Task details: Locate every line below that contains the word "could" and copy it.
========================================
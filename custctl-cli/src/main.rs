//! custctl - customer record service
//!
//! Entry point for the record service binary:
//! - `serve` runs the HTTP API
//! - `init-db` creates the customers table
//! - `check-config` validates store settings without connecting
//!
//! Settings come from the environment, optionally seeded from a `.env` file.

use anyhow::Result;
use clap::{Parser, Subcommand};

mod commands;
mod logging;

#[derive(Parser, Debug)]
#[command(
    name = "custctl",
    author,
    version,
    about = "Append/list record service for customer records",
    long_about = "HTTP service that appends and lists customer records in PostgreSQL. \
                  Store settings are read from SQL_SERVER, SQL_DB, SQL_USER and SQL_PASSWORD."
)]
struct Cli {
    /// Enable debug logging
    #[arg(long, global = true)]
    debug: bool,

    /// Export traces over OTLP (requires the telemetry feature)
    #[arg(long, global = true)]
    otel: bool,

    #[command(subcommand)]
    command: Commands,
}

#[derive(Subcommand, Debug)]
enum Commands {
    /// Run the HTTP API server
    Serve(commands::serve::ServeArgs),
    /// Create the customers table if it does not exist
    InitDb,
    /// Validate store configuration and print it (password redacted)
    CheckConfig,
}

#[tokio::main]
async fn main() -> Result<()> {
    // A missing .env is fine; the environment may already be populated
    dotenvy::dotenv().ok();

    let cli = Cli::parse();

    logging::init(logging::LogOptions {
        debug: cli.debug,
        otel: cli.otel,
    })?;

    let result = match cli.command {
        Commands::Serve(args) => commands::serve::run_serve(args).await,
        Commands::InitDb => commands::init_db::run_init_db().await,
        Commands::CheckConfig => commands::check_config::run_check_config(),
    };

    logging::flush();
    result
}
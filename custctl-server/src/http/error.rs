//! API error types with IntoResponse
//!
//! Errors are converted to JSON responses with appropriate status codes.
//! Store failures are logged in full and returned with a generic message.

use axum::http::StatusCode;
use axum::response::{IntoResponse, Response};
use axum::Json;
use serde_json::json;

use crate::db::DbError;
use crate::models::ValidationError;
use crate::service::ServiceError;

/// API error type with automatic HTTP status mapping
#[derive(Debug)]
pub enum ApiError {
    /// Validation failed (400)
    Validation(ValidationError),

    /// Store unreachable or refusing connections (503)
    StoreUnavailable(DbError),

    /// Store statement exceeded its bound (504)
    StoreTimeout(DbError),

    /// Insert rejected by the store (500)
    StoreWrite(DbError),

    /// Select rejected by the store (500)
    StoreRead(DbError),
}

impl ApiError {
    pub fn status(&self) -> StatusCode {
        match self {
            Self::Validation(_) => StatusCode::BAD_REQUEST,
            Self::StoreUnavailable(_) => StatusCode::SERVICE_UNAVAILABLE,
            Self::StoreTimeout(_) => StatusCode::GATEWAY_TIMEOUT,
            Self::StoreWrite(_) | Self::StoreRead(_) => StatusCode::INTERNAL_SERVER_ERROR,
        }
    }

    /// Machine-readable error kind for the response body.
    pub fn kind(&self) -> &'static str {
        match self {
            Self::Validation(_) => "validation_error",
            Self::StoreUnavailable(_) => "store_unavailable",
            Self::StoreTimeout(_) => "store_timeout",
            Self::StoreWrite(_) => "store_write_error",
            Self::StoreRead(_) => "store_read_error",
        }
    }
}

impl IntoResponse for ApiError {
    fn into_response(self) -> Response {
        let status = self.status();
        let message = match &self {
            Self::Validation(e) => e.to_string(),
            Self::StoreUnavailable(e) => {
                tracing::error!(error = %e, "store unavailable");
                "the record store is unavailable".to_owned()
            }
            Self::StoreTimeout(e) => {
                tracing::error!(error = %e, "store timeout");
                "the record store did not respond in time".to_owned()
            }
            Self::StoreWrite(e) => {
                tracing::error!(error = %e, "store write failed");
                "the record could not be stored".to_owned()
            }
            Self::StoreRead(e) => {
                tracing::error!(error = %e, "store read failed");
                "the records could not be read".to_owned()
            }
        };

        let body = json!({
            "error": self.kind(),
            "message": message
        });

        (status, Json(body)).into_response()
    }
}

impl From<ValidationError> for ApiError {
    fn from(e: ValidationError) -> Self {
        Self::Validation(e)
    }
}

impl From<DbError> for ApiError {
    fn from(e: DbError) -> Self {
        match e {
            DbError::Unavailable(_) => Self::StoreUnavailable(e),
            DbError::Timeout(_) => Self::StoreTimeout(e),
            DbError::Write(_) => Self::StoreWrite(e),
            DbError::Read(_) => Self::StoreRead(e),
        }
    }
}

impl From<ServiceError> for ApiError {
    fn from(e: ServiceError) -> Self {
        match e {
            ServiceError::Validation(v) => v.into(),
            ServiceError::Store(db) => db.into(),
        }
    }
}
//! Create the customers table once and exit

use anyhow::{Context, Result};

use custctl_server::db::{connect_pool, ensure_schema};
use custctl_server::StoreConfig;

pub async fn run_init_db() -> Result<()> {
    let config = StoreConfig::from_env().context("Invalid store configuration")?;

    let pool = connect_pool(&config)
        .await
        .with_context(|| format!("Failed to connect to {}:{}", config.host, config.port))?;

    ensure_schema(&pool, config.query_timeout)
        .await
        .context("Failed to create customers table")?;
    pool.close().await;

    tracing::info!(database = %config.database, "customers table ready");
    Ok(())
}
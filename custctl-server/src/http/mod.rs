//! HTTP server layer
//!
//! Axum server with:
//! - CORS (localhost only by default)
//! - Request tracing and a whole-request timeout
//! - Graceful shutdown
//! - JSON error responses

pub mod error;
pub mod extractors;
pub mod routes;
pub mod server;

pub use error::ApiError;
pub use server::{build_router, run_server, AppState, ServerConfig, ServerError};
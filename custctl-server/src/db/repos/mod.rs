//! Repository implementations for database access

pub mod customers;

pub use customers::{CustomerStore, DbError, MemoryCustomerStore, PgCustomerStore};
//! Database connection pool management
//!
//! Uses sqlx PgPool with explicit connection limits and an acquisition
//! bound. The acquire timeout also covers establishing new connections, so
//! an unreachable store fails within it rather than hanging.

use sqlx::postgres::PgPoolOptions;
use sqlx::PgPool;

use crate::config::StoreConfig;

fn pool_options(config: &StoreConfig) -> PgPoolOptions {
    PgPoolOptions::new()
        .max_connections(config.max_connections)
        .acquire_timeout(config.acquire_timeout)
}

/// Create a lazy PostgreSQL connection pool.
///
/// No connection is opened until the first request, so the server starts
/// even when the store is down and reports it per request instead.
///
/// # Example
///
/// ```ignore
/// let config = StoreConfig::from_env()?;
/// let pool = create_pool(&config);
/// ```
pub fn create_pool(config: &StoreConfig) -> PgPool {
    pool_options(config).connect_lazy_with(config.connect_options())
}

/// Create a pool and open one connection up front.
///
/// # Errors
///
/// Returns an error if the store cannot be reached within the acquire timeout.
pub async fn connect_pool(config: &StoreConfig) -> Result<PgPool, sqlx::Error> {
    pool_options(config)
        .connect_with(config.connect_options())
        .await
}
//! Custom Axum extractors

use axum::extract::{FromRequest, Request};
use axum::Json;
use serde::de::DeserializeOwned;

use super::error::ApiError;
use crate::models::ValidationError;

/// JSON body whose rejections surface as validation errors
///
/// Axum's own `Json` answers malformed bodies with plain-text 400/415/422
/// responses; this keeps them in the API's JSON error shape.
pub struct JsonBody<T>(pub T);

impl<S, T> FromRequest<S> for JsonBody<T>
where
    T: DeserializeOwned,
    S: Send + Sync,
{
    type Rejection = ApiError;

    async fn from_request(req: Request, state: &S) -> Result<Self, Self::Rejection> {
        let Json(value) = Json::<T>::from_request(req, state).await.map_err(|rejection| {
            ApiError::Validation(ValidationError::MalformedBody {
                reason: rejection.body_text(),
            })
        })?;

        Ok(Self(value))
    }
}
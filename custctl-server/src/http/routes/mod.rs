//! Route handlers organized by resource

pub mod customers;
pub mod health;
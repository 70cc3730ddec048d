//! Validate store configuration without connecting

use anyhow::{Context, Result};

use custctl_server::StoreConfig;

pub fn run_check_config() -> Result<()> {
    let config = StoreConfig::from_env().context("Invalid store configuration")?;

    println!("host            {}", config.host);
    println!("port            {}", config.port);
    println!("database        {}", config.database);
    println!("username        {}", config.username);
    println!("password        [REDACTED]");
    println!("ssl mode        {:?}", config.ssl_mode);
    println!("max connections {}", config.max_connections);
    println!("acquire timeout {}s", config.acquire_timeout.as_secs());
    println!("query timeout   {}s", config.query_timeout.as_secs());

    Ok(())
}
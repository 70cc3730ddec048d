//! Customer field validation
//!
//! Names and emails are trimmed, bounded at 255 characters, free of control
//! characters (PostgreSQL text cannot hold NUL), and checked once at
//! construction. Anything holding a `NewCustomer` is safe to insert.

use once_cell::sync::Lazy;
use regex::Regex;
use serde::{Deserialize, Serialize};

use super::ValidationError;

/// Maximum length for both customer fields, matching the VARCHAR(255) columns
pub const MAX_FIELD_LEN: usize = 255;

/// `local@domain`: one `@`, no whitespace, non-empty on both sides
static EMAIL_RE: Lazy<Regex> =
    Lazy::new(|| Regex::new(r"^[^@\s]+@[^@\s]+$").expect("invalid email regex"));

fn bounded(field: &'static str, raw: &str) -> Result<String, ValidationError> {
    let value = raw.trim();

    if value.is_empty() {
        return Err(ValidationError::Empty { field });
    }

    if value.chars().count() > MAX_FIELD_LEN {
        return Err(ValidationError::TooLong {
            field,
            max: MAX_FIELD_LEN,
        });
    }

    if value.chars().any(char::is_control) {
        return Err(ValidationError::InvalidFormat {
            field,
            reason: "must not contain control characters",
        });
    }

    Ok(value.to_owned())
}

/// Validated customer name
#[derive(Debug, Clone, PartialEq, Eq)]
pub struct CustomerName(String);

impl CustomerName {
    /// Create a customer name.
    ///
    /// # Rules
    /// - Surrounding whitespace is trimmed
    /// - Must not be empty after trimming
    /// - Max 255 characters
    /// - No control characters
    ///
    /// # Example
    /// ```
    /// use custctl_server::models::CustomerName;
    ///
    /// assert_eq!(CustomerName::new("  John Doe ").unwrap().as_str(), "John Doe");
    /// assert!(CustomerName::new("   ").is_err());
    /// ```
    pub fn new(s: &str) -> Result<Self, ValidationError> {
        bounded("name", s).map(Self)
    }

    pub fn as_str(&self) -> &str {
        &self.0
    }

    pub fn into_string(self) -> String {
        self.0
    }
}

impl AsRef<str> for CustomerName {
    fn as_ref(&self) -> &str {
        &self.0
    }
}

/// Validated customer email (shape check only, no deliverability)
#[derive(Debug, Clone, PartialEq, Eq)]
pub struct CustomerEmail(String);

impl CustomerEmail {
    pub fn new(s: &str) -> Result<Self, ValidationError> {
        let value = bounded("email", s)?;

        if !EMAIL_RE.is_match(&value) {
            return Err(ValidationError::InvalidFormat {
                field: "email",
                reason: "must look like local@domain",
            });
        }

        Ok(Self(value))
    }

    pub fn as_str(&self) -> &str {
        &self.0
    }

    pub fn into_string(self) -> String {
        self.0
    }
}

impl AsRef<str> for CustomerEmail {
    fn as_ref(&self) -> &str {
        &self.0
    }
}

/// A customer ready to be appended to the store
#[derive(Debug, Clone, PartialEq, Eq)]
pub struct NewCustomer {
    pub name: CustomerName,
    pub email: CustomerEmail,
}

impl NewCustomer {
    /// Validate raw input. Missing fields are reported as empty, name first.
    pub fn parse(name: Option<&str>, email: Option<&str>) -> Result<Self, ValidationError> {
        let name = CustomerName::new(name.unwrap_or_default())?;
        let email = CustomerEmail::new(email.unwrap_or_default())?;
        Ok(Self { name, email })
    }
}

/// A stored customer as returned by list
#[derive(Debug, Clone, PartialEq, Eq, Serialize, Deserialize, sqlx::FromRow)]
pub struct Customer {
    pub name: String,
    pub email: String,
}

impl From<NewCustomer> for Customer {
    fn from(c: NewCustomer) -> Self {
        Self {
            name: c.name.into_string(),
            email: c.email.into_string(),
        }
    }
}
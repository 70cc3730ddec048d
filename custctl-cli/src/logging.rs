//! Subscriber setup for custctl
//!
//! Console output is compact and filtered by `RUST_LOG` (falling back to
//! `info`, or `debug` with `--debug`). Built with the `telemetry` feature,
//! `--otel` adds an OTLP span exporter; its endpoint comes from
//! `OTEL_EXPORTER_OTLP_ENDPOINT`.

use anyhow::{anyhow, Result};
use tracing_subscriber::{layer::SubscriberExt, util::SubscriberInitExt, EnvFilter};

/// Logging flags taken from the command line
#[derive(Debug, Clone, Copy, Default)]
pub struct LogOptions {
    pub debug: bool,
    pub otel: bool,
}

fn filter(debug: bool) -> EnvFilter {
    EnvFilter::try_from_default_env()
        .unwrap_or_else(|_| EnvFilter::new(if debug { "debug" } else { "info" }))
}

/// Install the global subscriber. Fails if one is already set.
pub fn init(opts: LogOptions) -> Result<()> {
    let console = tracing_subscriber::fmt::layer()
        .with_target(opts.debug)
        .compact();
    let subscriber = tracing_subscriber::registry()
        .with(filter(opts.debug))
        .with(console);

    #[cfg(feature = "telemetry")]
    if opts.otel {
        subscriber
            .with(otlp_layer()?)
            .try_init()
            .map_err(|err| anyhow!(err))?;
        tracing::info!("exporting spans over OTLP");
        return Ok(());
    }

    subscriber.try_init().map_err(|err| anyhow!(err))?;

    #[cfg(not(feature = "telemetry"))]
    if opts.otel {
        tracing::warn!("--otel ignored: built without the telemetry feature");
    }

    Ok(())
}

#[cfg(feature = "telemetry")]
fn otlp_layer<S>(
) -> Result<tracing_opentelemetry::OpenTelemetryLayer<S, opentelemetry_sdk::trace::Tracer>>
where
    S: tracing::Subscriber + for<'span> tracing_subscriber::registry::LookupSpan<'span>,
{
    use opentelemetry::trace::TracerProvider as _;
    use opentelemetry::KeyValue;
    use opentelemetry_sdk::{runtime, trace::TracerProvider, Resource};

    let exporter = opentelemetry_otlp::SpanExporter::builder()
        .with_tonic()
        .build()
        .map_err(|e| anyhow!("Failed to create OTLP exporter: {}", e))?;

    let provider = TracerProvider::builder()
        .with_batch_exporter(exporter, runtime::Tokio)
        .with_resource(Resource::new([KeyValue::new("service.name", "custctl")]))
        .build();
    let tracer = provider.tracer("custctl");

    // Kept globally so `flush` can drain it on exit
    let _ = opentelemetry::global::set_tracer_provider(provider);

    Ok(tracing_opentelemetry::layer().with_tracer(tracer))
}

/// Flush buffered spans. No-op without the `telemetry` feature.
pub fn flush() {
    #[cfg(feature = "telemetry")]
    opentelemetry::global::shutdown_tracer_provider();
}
========================================
Answer box:
                "the record could not be stored".to_owned()
                "the records could not be read".to_owned()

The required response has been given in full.